These were not for many moments concerned with the almost inevitable clash between brother and sister. They led Henrietta to the mirror, and caused her to stare long at her own image.
It should have comforted her. Dark ringlets framed a charming countenance in which two speaking eyes of blue became gradually filled with tears that obscured her vision of a short, straight nose, a provocative upper lip, and an elusive dimple. These attributes had apparently failed to captivate the Viscount. The heiress uttered a strangled sob, and dabbed resolutely at her eyes, realizing that she would shortly be obliged to confront Miss Allerton, agog to know whether the date of her wedding had been fixed.
Nor was she mistaken. In a very few minutes, Trix peeped into the room, and, finding her cousin alone, at once demanded to be told what Alan had said to her.
Henrietta replied in the most cheerful of accents: ‘I am so much relieved! He does not wish to marry me at all!’
Trix, shocked by these tidings, could only stare at her.
‘You may imagine how happy he has made me!’ continued Henrietta glibly. ‘Had he desired it, I must have thought it my duty to marry him, but he has set my mind at rest on this head, and now I can be easy again!’
‘But you have loved him for years!’ Trix blurted out.
‘Indeed I have!’ said Henrietta cordially. ‘I am sure I always shall!’
‘Hetty! When you have been writing to him for ever!’
‘Pray, what has that to say to anything? To me, he is the elder brother I never had.’
‘Hetty, what a hum! He is my brother, and I never wrote to him above twice in my life!’
Before Henrietta could reply suitably to this, they were joined by a willowy young gentleman in whom only the very stupid could have failed to recognize a Pink of the Ton. From the tip of his pomaded head to the soles of his dazzling Hessians, the Honourable Timothy Allerton was beautiful to behold. He was generally supposed to care for nothing but the fashion of his neckcloth, but he showed unmistakable signs of caring for the news which his sister broke to him. ‘Not going to offer for Hetty?’ he repeated, aghast. ‘Well, upon my soul! Well, what I mean is, might think what’s due to the rest of us! Mind, I don’t say I’m surprised he don’t like it above half, but the thing is he’s the head of the family, and he dashed well ought to do it! What’s more,’ he said, his amiable countenance darkening, ‘if he thinks he can make me offer for her he’ll find he’s devilish mistaken! It ain’t that I don’t like you, Hetty,’ he added kindly, ‘because I do, but that’s coming it a trifle too strong!’
3
If the Viscount had harboured doubts of his mother’s veracity, these were speedily dispelled. His cousin, far from having been kept in seclusion, seemed to him to be acquainted with all the eligible bachelors upon the town, and with far too many of those whom he did not hesitate to stigmatize as gazetted fortune-hunters.
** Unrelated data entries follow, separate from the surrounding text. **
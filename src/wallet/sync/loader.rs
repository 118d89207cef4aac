//! Initial account load.
//!
//! Reads everything the view needs before the event loop starts: the account name, the chain tip
//! and, for every chain, the confirmed history, the unconfirmed pool and the balance.

use futures::future::try_join_all;
use std::sync::Arc;
use tracing::{debug, info};

use super::transaction_processor::TransactionProcessor;
use crate::node::{NodeClient, NodeError, TRANSACTION_PAGE_SIZE, error_codes};
use crate::transaction::{Chain, Transaction};
use crate::wallet::view::{AccountSnapshot, ChainSnapshot};
use crate::wallet::{Session, WalletSyncError};

pub struct AccountLoader {
	client: NodeClient,
}

impl AccountLoader {
	pub fn new(client: NodeClient) -> Self {
		Self { client }
	}

	/// Read the account's current state from the node.
	pub async fn load(&self, session: Arc<Session>) -> Result<AccountSnapshot, WalletSyncError> {
		let account_id = session.account_id();
		let name = match self.client.get_account(account_id).await {
			Ok(account) => account.name,
			// The node has not seen the account yet.
			Err(NodeError::Application(e)) if e.code == error_codes::UNKNOWN_OBJECT => {
				debug!("Account {} is not known to the node", session.account());
				String::new()
			}
			Err(e) => return Err(e.into()),
		};
		let tip = self.client.get_blockchain_status().await?.height();

		let processor = TransactionProcessor::new(session.constants().clone());
		let chains = try_join_all(
			session
				.constants()
				.chains()
				.map(|chain| self.load_chain(account_id, chain, &processor)),
		)
		.await?;

		info!(
			"Account {} loaded at height {}: {} transactions",
			session.account(),
			tip,
			chains
				.iter()
				.map(|chain| chain.confirmed.len() + chain.unconfirmed.len())
				.sum::<usize>()
		);
		Ok(AccountSnapshot {
			session,
			name,
			tip,
			chains,
		})
	}

	async fn load_chain(
		&self,
		account_id: u64,
		chain: &Chain,
		processor: &TransactionProcessor,
	) -> Result<ChainSnapshot, WalletSyncError> {
		let confirmed = self.load_confirmed(account_id, chain, processor).await?;
		let unconfirmed = self
			.client
			.get_unconfirmed_transactions(account_id, chain)
			.await?;
		let balance = self.client.get_balance(account_id, chain).await?;
		Ok(ChainSnapshot {
			chain_id: chain.id,
			confirmed,
			unconfirmed: processor.process_transactions_batch(&unconfirmed),
			balance,
		})
	}

	/// Page through the confirmed history until a short page.
	async fn load_confirmed(
		&self,
		account_id: u64,
		chain: &Chain,
		processor: &TransactionProcessor,
	) -> Result<Vec<Transaction>, WalletSyncError> {
		let mut transactions = Vec::new();
		let mut first_index = 0;
		loop {
			let page = self
				.client
				.get_blockchain_transactions(
					account_id,
					chain,
					first_index,
					first_index + TRANSACTION_PAGE_SIZE - 1,
				)
				.await?;
			transactions.extend(processor.process_transactions_batch(&page));
			if page.len() < TRANSACTION_PAGE_SIZE {
				break;
			}
			first_index += TRANSACTION_PAGE_SIZE;
		}
		debug!(
			"Loaded {} confirmed transactions for {}",
			transactions.len(),
			chain.name
		);
		Ok(transactions)
	}
}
She dispensed her favours impartially amongst these gentlemen, whirled about town under the chaperonage of various not wholly disinterested matrons, and in general conducted herself with such frivolity that her perturbed aunt said that she had never known her to be in such, a flow of spirits. She raised hopes in a dozen breasts, but the only suitor for whom she betrayed the smallest partiality was Sir Matthew Kirkham; and it was absurd to suppose (as Lady Allerton assured Alan) that a girl with as much good sense as Hetty would for an instant entertain the pretensions of a penniless roué, past his first youth, and with at least two unsavoury scandals attached to his name.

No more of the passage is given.